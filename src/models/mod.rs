//! Data model shared by the pipeline stages.

mod location;
mod result;
mod vantage;

pub use location::{Location, LocationParseError};
pub use result::{GeolocationResult, InferredLocation};
pub use vantage::{AddressFamily, Coordinates, RttObservation, VantagePoint, VantagePointId};
//! Budgeted vantage point sampling for one candidate location.

use std::collections::{BTreeMap, BTreeSet};

use rand::seq::index;
use rand::Rng;

use crate::models::{VantagePoint, VantagePointId};
use crate::relationships::AsRelationships;

/// Picks at most `budget` vantage points among `candidates`.
///
/// Vantage points owned by `target_asn` are ignored here; they are added to
/// the selection separately. Vantage points of networks adjacent to
/// `target_asn` come first, one per network per round in ascending ASN
/// order. The rest of the budget is filled by uniform sampling without
/// replacement. With `diversify_fill` the fill draws one vantage point at a
/// time among networks not picked yet, and only samples from already picked
/// networks once every network is represented.
///
/// The result only depends on the candidates (not their order) and on the
/// state of `rng`.
pub fn sample_location<R: Rng + ?Sized>(
    candidates: &BTreeSet<VantagePoint>,
    target_asn: u32,
    budget: usize,
    relationships: &AsRelationships,
    diversify_fill: bool,
    rng: &mut R,
) -> Vec<VantagePointId> {
    let mut neighbors: BTreeMap<u32, Vec<&VantagePoint>> = BTreeMap::new();
    let mut others: Vec<&VantagePoint> = Vec::new();
    for vp in candidates.iter().filter(|vp| vp.asn != target_asn) {
        if relationships.are_neighbors(target_asn, vp.asn) {
            neighbors.entry(vp.asn).or_default().push(vp);
        } else {
            others.push(vp);
        }
    }

    let mut selected: Vec<&VantagePoint> = Vec::new();
    while selected.len() < budget {
        let mut picked_this_round = false;
        for members in neighbors.values_mut() {
            if selected.len() >= budget {
                break;
            }
            if members.is_empty() {
                continue;
            }
            let pick = rng.random_range(0..members.len());
            selected.push(members.remove(pick));
            picked_this_round = true;
        }
        if !picked_this_round {
            break;
        }
    }

    let remaining = budget - selected.len();
    if remaining > 0 {
        let mut pool: Vec<&VantagePoint> = neighbors.into_values().flatten().collect();
        pool.extend(others);
        pool.sort_by_key(|vp| vp.id);

        if diversify_fill {
            let mut picked_asns: BTreeSet<u32> = selected.iter().map(|vp| vp.asn).collect();
            while selected.len() < budget && !pool.is_empty() {
                let fresh: Vec<usize> = (0..pool.len())
                    .filter(|&i| !picked_asns.contains(&pool[i].asn))
                    .collect();
                if fresh.is_empty() {
                    let amount = budget - selected.len();
                    selected.extend(sample(&pool, amount, rng));
                    break;
                }
                let vp = pool.remove(fresh[rng.random_range(0..fresh.len())]);
                picked_asns.insert(vp.asn);
                selected.push(vp);
            }
        } else {
            selected.extend(sample(&pool, remaining, rng));
        }
    }

    selected.into_iter().map(|vp| vp.id).collect()
}

/// Uniform sample without replacement; everything when `amount` covers the pool.
fn sample<'a, R: Rng + ?Sized>(
    pool: &[&'a VantagePoint],
    amount: usize,
    rng: &mut R,
) -> Vec<&'a VantagePoint> {
    if amount >= pool.len() {
        return pool.to_vec();
    }
    index::sample(rng, pool.len(), amount)
        .into_iter()
        .map(|i| pool[i])
        .collect()
}
//! Tests for batched probing.

mod helpers;

use std::collections::BTreeSet;
use std::net::IpAddr;

use helpers::FakePlatform;
use rtt_geoloc::probing::{probe, ProbeParams};

fn params(chunk_size: usize) -> ProbeParams {
    ProbeParams {
        packets: 3,
        chunk_size,
        short_circuit_ms: 2.0,
        description: "probing test".to_string(),
    }
}

fn target() -> IpAddr {
    "192.0.2.10".parse().unwrap()
}

#[tokio::test]
async fn test_batches_partition_the_selection() {
    let mut platform = FakePlatform::default();
    for id in 1..=250u64 {
        platform.rtts.insert(id, vec![20.0 + id as f64]);
    }
    let ids: BTreeSet<u64> = (1..=250).collect();

    let outcome = probe(&platform, &ids, target(), &params(100)).await.unwrap();

    let batches = platform.batches();
    assert_eq!(batches.len(), 3, "ceil(250 / 100) batches");
    assert_eq!(outcome.batches_issued, 3);
    assert!(batches.iter().all(|b| b.len() <= 100));
    let union: Vec<u64> = batches.into_iter().flatten().collect();
    assert_eq!(union, ids.iter().copied().collect::<Vec<_>>(), "ascending, no duplicates");
    assert!(!outcome.short_circuited);
    assert_eq!(outcome.observations.len(), 250);
}

#[tokio::test]
async fn test_stops_once_rtt_below_short_circuit() {
    let mut platform = FakePlatform::default();
    platform.rtts.insert(7, vec![1.5, 3.0]);
    for id in 100..=300u64 {
        platform.rtts.insert(id, vec![0.5]);
    }
    let ids: BTreeSet<u64> = [7u64].into_iter().chain(100..=300).collect();

    let outcome = probe(&platform, &ids, target(), &params(100)).await.unwrap();

    assert_eq!(platform.batches().len(), 1);
    assert!(outcome.short_circuited);
    assert_eq!(outcome.observations[&7], vec![1.5, 3.0]);
}

#[tokio::test]
async fn test_rtt_equal_to_short_circuit_does_not_stop() {
    let mut platform = FakePlatform::default();
    platform.rtts.insert(1, vec![2.0]);
    let ids: BTreeSet<u64> = (1..=4).collect();

    let outcome = probe(&platform, &ids, target(), &params(2)).await.unwrap();

    assert_eq!(platform.batches().len(), 2);
    assert!(!outcome.short_circuited);
}

#[tokio::test]
async fn test_silent_vantage_points_map_to_empty_lists() {
    let mut platform = FakePlatform::default();
    platform.rtts.insert(2, vec![12.0]);
    let ids: BTreeSet<u64> = (1..=3).collect();

    let outcome = probe(&platform, &ids, target(), &params(100)).await.unwrap();

    assert_eq!(outcome.observations.len(), 3);
    assert!(outcome.observations[&1].is_empty());
    assert_eq!(outcome.observations[&2], vec![12.0]);
    assert!(outcome.observations[&3].is_empty());
}

#[tokio::test]
async fn test_failed_batch_is_skipped() {
    let mut platform = FakePlatform::default();
    platform.failing_batch = Some((0, false));
    platform.rtts.insert(3, vec![8.0]);
    let ids: BTreeSet<u64> = (1..=4).collect();

    let outcome = probe(&platform, &ids, target(), &params(2)).await.unwrap();

    assert_eq!(outcome.batches_issued, 2);
    assert!(outcome.observations[&1].is_empty());
    assert_eq!(outcome.observations[&3], vec![8.0]);
}

#[tokio::test]
async fn test_rejected_credentials_stop_probing() {
    let mut platform = FakePlatform::default();
    platform.failing_batch = Some((0, true));
    let ids: BTreeSet<u64> = (1..=4).collect();

    let result = probe(&platform, &ids, target(), &params(2)).await;

    let err = result.err().unwrap();
    assert!(err.is_fatal());
    assert_eq!(platform.batches().len(), 1);
}

#[tokio::test]
async fn test_empty_selection_issues_nothing() {
    let platform = FakePlatform::default();
    let outcome = probe(&platform, &BTreeSet::new(), target(), &params(100))
        .await
        .unwrap();
    assert_eq!(outcome.batches_issued, 0);
    assert!(platform.batches().is_empty());
}
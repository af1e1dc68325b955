//! MaxMind database readers.

use std::net::IpAddr;
use std::path::Path;

use log::{debug, info};
use maxminddb::Reader;

use super::gazetteer::Gazetteer;
use super::IpLocator;
use crate::error_handling::ConfigError;
use crate::models::Location;

/// GeoLite2 City and ASN readers plus the largest-city fallback.
///
/// Each part is optional; lookups against a missing part return `None`.
#[derive(Default)]
pub struct GeoIpDatabase {
    city: Option<Reader<Vec<u8>>>,
    asn: Option<Reader<Vec<u8>>>,
    gazetteer: Gazetteer,
}

impl GeoIpDatabase {
    /// Opens the databases that were configured.
    ///
    /// # Errors
    ///
    /// Any configured file that is missing, unreadable or not a MaxMind
    /// database is a configuration error.
    pub fn open(
        city_path: Option<&Path>,
        asn_path: Option<&Path>,
        world_cities: Option<&Path>,
    ) -> Result<Self, ConfigError> {
        let city = city_path
            .map(|path| load_reader(path, "--geoip-city"))
            .transpose()?;
        let asn = asn_path
            .map(|path| load_reader(path, "--geoip-asn"))
            .transpose()?;
        let gazetteer = match world_cities {
            Some(path) => Gazetteer::load(path)?,
            None => Gazetteer::new(),
        };
        Ok(Self {
            city,
            asn,
            gazetteer,
        })
    }

    /// Whether an ASN database is loaded.
    pub fn has_asn_database(&self) -> bool {
        self.asn.is_some()
    }
}

fn load_reader(path: &Path, flag: &'static str) -> Result<Reader<Vec<u8>>, ConfigError> {
    if !path.exists() {
        return Err(ConfigError::MissingFile {
            flag,
            path: path.to_path_buf(),
        });
    }
    let bytes = std::fs::read(path).map_err(|source| ConfigError::Unreadable {
        path: path.to_path_buf(),
        source,
    })?;
    let reader = Reader::from_source(bytes).map_err(|e| ConfigError::InvalidDatabase {
        path: path.to_path_buf(),
        detail: e.to_string(),
    })?;
    info!(
        "Loaded GeoIP database {} (build_{})",
        path.display(),
        reader.metadata.build_epoch
    );
    Ok(reader)
}

impl IpLocator for GeoIpDatabase {
    fn lookup_ip(&self, ip: IpAddr) -> Option<Location> {
        let reader = self.city.as_ref()?;

        // maxminddb 0.27 API: lookup() returns Result<LookupResult, MaxMindDbError>
        let city_lookup = reader.lookup(ip).ok()?;
        if !city_lookup.has_data() {
            return None;
        }
        let city_result: maxminddb::geoip2::City = match city_lookup.decode() {
            Ok(Some(city)) => city,
            Ok(None) | Err(_) => return None,
        };

        let country = city_result.country.iso_code?;
        match city_result.city.names.english {
            Some(city) => Some(Location::new(city, country)),
            None => {
                let city = self.gazetteer.largest_city(country)?;
                debug!(
                    "GeoIP knows only the country of {}, using its largest city {}",
                    ip, city
                );
                Some(Location::new(city, country))
            }
        }
    }

    fn lookup_asn(&self, ip: IpAddr) -> Option<u32> {
        let reader = self.asn.as_ref()?;
        let asn_lookup = reader.lookup(ip).ok()?;
        if !asn_lookup.has_data() {
            return None;
        }
        match asn_lookup.decode::<maxminddb::geoip2::Asn>() {
            Ok(Some(asn)) => asn.autonomous_system_number,
            Ok(None) | Err(_) => None,
        }
    }
}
------------
Each line in the listing above that includes the word "remove" needs to be copied out.

            selected.push(members.remove(pick));
                let vp = pool.remove(fresh[rng.random_range(0..fresh.len())]);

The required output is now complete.